▶ Work instruction: In the entries below, find the line with "pub fn depth(&self, node: NodeId)" and print exactly every line from there up to and including the line with "let (mut moved, remaining): (Vec<_>, Vec<_>)", with no other lines.

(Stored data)
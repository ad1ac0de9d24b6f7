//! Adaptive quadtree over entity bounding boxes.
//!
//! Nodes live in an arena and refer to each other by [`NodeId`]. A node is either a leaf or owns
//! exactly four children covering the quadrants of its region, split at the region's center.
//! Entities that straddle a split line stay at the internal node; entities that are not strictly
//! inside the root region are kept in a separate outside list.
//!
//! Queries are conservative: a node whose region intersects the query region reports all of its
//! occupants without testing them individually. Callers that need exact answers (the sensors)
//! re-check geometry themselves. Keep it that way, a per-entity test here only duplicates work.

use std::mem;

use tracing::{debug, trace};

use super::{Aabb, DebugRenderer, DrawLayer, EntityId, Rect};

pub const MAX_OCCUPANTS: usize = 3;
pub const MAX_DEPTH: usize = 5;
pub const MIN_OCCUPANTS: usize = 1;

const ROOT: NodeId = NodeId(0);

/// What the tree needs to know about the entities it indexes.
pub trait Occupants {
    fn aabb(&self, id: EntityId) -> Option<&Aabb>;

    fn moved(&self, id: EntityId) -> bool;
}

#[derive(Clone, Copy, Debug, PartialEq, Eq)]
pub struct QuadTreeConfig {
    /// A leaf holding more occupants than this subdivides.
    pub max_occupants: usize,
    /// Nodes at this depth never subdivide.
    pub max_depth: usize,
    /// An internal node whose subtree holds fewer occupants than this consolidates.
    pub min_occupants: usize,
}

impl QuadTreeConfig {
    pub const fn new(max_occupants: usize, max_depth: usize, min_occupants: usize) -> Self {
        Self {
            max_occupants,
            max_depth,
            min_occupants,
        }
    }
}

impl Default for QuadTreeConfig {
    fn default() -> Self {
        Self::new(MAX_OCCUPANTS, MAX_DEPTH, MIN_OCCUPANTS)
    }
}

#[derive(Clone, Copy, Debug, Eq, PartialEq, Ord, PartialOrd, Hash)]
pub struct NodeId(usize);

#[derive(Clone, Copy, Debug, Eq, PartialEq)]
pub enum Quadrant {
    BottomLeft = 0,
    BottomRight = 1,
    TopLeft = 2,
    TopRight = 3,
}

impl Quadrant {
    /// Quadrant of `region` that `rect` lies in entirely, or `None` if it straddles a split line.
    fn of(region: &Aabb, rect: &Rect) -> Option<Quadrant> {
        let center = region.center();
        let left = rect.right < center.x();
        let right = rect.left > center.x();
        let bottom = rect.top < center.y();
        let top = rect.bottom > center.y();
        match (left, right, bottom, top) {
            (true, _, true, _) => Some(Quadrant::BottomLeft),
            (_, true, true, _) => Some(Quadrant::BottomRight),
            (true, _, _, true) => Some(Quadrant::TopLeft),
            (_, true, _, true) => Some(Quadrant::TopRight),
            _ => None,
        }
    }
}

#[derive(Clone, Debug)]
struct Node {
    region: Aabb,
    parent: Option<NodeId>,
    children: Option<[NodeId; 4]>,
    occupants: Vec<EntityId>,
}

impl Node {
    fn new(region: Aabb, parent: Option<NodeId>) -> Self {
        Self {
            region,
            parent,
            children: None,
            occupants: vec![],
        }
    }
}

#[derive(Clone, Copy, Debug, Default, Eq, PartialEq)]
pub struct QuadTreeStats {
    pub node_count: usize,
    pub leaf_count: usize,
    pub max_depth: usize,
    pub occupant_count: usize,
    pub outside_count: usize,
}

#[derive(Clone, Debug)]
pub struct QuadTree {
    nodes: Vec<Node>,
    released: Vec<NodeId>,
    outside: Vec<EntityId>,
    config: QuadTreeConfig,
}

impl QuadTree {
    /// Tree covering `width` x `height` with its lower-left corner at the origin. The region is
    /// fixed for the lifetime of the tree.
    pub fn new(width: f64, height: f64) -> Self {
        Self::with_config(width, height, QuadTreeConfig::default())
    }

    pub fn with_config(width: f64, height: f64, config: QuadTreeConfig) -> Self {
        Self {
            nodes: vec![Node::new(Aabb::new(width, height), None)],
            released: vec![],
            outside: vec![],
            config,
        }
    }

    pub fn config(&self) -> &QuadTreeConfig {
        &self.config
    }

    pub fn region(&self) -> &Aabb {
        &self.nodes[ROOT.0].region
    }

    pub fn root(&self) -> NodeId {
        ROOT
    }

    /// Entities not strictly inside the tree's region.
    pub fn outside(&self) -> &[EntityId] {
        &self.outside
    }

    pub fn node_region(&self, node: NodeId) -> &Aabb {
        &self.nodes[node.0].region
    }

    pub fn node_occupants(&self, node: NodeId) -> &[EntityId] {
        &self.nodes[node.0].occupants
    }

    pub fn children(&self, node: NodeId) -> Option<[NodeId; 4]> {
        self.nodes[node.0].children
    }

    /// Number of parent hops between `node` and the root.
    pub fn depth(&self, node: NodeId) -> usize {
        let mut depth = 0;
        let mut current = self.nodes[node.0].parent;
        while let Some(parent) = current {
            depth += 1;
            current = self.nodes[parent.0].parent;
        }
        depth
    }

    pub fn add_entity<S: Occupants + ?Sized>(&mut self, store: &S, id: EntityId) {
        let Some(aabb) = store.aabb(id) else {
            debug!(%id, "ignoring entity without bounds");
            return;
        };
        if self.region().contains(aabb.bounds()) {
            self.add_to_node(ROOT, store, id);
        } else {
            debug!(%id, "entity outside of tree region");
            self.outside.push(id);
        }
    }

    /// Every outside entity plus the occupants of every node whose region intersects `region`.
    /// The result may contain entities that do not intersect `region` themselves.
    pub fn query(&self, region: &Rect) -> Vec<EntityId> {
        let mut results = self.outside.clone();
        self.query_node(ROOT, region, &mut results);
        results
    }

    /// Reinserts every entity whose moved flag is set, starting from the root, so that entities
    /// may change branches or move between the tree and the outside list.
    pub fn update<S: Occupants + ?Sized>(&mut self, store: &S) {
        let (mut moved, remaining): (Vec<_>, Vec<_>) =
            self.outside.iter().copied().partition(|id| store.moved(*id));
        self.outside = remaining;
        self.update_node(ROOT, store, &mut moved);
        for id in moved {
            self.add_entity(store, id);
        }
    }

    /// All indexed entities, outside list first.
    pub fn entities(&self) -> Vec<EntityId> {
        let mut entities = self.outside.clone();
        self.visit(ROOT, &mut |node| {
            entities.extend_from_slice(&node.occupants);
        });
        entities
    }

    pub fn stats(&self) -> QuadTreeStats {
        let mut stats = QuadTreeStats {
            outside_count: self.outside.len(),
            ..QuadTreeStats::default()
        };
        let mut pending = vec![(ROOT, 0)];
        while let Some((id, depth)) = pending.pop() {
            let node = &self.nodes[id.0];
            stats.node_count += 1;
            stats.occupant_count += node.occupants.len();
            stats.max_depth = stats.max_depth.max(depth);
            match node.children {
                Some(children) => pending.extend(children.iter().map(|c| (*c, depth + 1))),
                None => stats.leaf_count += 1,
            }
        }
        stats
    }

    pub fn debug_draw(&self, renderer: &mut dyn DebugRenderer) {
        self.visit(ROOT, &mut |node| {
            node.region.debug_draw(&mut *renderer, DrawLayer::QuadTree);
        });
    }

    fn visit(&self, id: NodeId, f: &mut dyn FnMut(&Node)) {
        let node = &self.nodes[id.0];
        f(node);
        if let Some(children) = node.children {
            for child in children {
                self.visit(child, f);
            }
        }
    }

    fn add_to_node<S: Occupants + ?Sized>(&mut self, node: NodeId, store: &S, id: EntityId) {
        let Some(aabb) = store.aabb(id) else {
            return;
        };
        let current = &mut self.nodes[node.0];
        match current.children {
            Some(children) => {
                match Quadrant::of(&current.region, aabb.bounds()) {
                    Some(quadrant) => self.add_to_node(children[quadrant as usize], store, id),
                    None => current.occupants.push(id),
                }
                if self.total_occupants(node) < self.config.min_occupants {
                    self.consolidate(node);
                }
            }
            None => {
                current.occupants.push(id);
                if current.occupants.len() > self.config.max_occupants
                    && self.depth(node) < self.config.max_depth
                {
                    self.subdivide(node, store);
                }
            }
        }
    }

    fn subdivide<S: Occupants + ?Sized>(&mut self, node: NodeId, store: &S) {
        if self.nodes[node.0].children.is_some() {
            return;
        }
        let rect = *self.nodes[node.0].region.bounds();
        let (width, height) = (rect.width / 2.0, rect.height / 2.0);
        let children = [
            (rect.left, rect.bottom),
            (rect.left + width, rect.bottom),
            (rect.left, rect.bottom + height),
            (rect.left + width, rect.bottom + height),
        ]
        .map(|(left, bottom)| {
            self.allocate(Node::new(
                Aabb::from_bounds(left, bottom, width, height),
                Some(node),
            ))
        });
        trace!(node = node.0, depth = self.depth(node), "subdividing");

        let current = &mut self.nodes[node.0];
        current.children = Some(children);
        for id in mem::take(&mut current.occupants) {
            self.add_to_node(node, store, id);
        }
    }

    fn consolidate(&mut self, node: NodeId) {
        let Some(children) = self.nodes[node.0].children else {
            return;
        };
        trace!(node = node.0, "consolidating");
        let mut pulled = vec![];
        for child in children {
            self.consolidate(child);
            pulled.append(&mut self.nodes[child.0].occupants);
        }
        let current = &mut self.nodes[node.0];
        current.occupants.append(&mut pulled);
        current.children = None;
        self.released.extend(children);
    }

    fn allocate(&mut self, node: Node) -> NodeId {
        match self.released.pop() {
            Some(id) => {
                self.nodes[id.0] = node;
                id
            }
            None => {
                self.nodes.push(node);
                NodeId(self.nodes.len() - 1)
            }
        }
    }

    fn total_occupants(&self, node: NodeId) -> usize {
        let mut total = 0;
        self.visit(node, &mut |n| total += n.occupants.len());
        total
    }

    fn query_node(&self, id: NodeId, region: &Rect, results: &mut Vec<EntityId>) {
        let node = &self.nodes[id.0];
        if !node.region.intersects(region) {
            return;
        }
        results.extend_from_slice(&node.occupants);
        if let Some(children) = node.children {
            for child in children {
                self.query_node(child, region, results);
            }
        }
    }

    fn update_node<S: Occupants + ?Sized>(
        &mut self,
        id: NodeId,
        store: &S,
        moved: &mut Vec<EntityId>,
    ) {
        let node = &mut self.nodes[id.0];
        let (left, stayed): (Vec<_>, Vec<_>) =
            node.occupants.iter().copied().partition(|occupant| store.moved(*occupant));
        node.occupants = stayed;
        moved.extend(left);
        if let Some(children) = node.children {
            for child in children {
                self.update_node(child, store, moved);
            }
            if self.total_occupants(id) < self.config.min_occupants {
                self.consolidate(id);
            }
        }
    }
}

▶ Task solution:
    pub fn depth(&self, node: NodeId) -> usize {
        let mut depth = 0;
        let mut current = self.nodes[node.0].parent;
        while let Some(parent) = current {
            depth += 1;
            current = self.nodes[parent.0].parent;
        }
        depth
    }

    pub fn add_entity<S: Occupants + ?Sized>(&mut self, store: &S, id: EntityId) {
        let Some(aabb) = store.aabb(id) else {
            debug!(%id, "ignoring entity without bounds");
            return;
        };
        if self.region().contains(aabb.bounds()) {
            self.add_to_node(ROOT, store, id);
        } else {
            debug!(%id, "entity outside of tree region");
            self.outside.push(id);
        }
    }

    /// Every outside entity plus the occupants of every node whose region intersects `region`.
    /// The result may contain entities that do not intersect `region` themselves.
    pub fn query(&self, region: &Rect) -> Vec<EntityId> {
        let mut results = self.outside.clone();
        self.query_node(ROOT, region, &mut results);
        results
    }

    /// Reinserts every entity whose moved flag is set, starting from the root, so that entities
    /// may change branches or move between the tree and the outside list.
    pub fn update<S: Occupants + ?Sized>(&mut self, store: &S) {
        let (mut moved, remaining): (Vec<_>, Vec<_>) =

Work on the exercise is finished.